PROPERTY AND DEPRECIATION
Buildings, machinery and equipment are recorded at cost and include those
additions and improvements that add to production capacity or extend useful
life. Cost includes interest capitalized during the construction period on
all significant asset acquisitions. When properties are sold or otherwise
disposed, the cost and the related accumulated depreciation are removed from
the respective accounts and the resulting profit or loss is recorded in
income. The costs of maintenance and repairs are charged to income when
incurred.
Depreciation for financial accounting purposes is computed on the straight-
line basis over the estimated useful lives of the assets. The estimated
useful lives of assets range from 20 to 60 years for buildings and principally
from 12 to 16 years for machinery and equipment.

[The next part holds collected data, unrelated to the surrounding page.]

/// Live notification feed: the append-only store of push payloads
use crate::config::Config;
use crate::credential::CredentialSource;
use crate::push::{ConnectionManager, ConnectionState, ConnectionStats, LiveNotification, PushTransport};
use futures_util::stream::{unfold, BoxStream, StreamExt};
use std::sync::Arc;
use tokio::sync::broadcast::error::RecvError;
use tokio::sync::{broadcast, mpsc, RwLock};
use tokio::task::JoinHandle;
use tracing::{debug, error, info, warn};

/// Fan-out buffer per live subscriber; the store itself is unbounded
const LIVE_CAPACITY: usize = 256;

/// Ordered stream of live payloads for one subscription
pub type LiveStream = BoxStream<'static, LiveNotification>;

struct Subscription {
    connection: ConnectionManager,
    pump: JoinHandle<()>,
}

pub struct LiveFeed {
    config: Config,
    transport: Arc<dyn PushTransport>,
    credentials: Arc<dyn CredentialSource>,
    items: Arc<RwLock<Vec<LiveNotification>>>,
    events: broadcast::Sender<LiveNotification>,
    user_id: Option<String>,
    subscription: Option<Subscription>,
}

impl LiveFeed {
    pub fn new(
        config: Config,
        transport: Arc<dyn PushTransport>,
        credentials: Arc<dyn CredentialSource>,
    ) -> Self {
        let (events, _) = broadcast::channel(LIVE_CAPACITY);
        Self {
            config,
            transport,
            credentials,
            items: Arc::new(RwLock::new(Vec::new())),
            events,
            user_id: None,
            subscription: None,
        }
    }

    /// (Re)subscribe for `user_id`.
    ///
    /// The previous connection is closed and its pending payloads drained
    /// before the new one opens. Streams handed out earlier end. Switching to
    /// a different identity clears the accumulated sequence.
    pub async fn subscribe(&mut self, user_id: Option<&str>) -> LiveStream {
        if let Some(stats) = self.teardown().await {
            debug!(?stats, "Previous live subscription closed");
        }

        if self.user_id.as_deref() != user_id {
            self.items.write().await.clear();
        }
        self.user_id = user_id.map(str::to_string);

        let (events, _) = broadcast::channel(LIVE_CAPACITY);
        self.events = events;
        let stream = self.stream();

        let (deliver, inbound) = mpsc::unbounded_channel();
        if let Some(connection) = ConnectionManager::open(
            user_id,
            &self.config,
            self.transport.clone(),
            self.credentials.clone(),
            deliver,
        ) {
            let pump = tokio::spawn(pump(inbound, self.items.clone(), self.events.clone()));
            self.subscription = Some(Subscription { connection, pump });
        }

        stream
    }

    /// Another stream over the current subscription
    pub fn stream(&self) -> LiveStream {
        live_stream(self.events.subscribe())
    }

    /// Everything received so far, in arrival order
    pub async fn items(&self) -> Vec<LiveNotification> {
        self.items.read().await.clone()
    }

    pub async fn len(&self) -> usize {
        self.items.read().await.len()
    }

    pub async fn is_empty(&self) -> bool {
        self.items.read().await.is_empty()
    }

    pub fn user_id(&self) -> Option<&str> {
        self.user_id.as_deref()
    }

    pub fn connection_state(&self) -> Option<ConnectionState> {
        self.subscription.as_ref().map(|s| s.connection.state())
    }

    /// Close the current subscription, keeping what was accumulated.
    /// Streams handed out so far end.
    pub async fn close(&mut self) -> Option<ConnectionStats> {
        let stats = self.teardown().await;
        let (events, _) = broadcast::channel(LIVE_CAPACITY);
        self.events = events;
        if stats.is_some() {
            info!("Live feed closed");
        }
        stats
    }

    async fn teardown(&mut self) -> Option<ConnectionStats> {
        let subscription = self.subscription.take()?;
        let stats = subscription.connection.close().await;
        // The driver dropped its sender, so the pump finishes once drained.
        if let Err(e) = subscription.pump.await {
            error!("Live feed pump failed: {}", e);
        }
        Some(stats)
    }
}

async fn pump(
    mut inbound: mpsc::UnboundedReceiver<LiveNotification>,
    items: Arc<RwLock<Vec<LiveNotification>>>,
    events: broadcast::Sender<LiveNotification>,
) {
    while let Some(live) = inbound.recv().await {
        items.write().await.push(live.clone());
        // No live subscribers is fine, the sequence still grows
        let _ = events.send(live);
    }
}

fn live_stream(rx: broadcast::Receiver<LiveNotification>) -> LiveStream {
    unfold(rx, |mut rx| async move {
        loop {
            match rx.recv().await {
                Ok(live) => return Some((live, rx)),
                Err(RecvError::Lagged(n)) => {
                    // Subscriber is too slow, skip ahead
                    warn!("Live subscriber lagged {} notifications", n);
                    continue;
                }
                Err(RecvError::Closed) => return None,
            }
        }
    })
    .boxed()
}
/// Error types for the notification core
use thiserror::Error;

#[derive(Error, Debug)]
pub enum NotifyError {
    #[error("IO error: {0}")]
    Io(#[from] std::io::Error),

    #[error("Serialization error: {0}")]
    Serialization(#[from] serde_json::Error),

    #[error("WebSocket error: {0}")]
    WebSocket(#[from] tokio_tungstenite::tungstenite::Error),

    #[error("HTTP error: {0}")]
    Http(String),

    #[error("Server returned {status}: {body}")]
    Status { status: u16, body: String },

    #[error("Connection error: {0}")]
    Connection(String),

    #[error("No session credential available")]
    CredentialMissing,

    #[error("Snapshot fetch failed: {0}")]
    SnapshotFetch(String),

    #[error("Read-state update failed: {0}")]
    Mutation(String),

    #[error("Protocol error: {0}")]
    Protocol(String),

    #[error("Configuration error: {0}")]
    Config(String),

    #[error("Timeout error: {0}")]
    Timeout(String),

    #[error("Notification session is closed")]
    SessionClosed,
}

impl NotifyError {
    /// Short text suitable for a transient, non-fatal notice.
    pub fn notice(&self) -> &'static str {
        match self {
            NotifyError::SnapshotFetch(_) => "Failed to load notifications",
            NotifyError::Mutation(_) => "Failed to update notifications",
            NotifyError::CredentialMissing => "You are signed out",
            NotifyError::SessionClosed => "Notifications are unavailable",
            _ => "Something went wrong with notifications",
        }
    }
}

pub type Result<T> = std::result::Result<T, NotifyError>;

#[cfg(test)]
mod tests {
    use super::*;

    #[test]
    fn test_notice_for_snapshot_and_mutation() {
        let fetch = NotifyError::SnapshotFetch("boom".to_string());
        let mutate = NotifyError::Mutation("boom".to_string());
        assert_eq!(fetch.notice(), "Failed to load notifications");
        assert_eq!(mutate.notice(), "Failed to update notifications");
    }

    #[test]
    fn test_status_display() {
        let err = NotifyError::Status {
            status: 404,
            body: "{\"error\":\"Notification not found\"}".to_string(),
        };
        assert!(err.to_string().starts_with("Server returned 404"));
    }
}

TIMBERLANDS, DEPLETION AND AMORTIZATION
Timber, timberlands and timber roads are stated at cost. Provision for
depletion of timber and amortization of logging roads represents charges per
unit of production (footage cut) based on the estimated recoverable timber.
No gain or loss is recognized on timberland exchanges since the earnings
process is not considered complete until timber is harvested and marketed.
EARNINGS PER SHARE
Net income (loss) per common share is computed on the basis of weighted
average shares outstanding of 51,676,567, 51,691,411 and 51,731,407 for 1998,
1997 and 1996, respectively.
PENSION AND OTHER BENEFIT PLAN COSTS
The company's policy is to accrue as cost an amount computed by the actuary
and to fund at least the minimum amount required by ERISA.
REVENUE RECOGNITION
The company recognizes revenues when goods are shipped.
MISCELLANEOUS INCOME
In fiscal 1996, $9,470,000 was recorded as miscellaneous income as
consideration for the termination of an electrical power sales agreement.
RECLASSIFICATIONS
Prior year amounts have been reclassified to conform to current year
classifications. These reclassifications have no impact upon net income or
shareholders' equity.
Page 19<PAGE>
NOTE 2 - INVENTORIES:
Inventories consist of the following:
October 31
(thousands) 1998 1997 1996
Finished goods . . . . . . . . $ 35,645 $ 43,571 $ 39,962
Goods in process. . . . . . . . 32,730 28,881 33,632
Raw materials . . . . . . . . . 20,676 11,879 22,505
Supplies (at average cost). . . 42,907 42,322 45,236
131,958 126,653 141,335
LIFO Reserve. . . . . . . . . . (47,999) (42,151) (47,617)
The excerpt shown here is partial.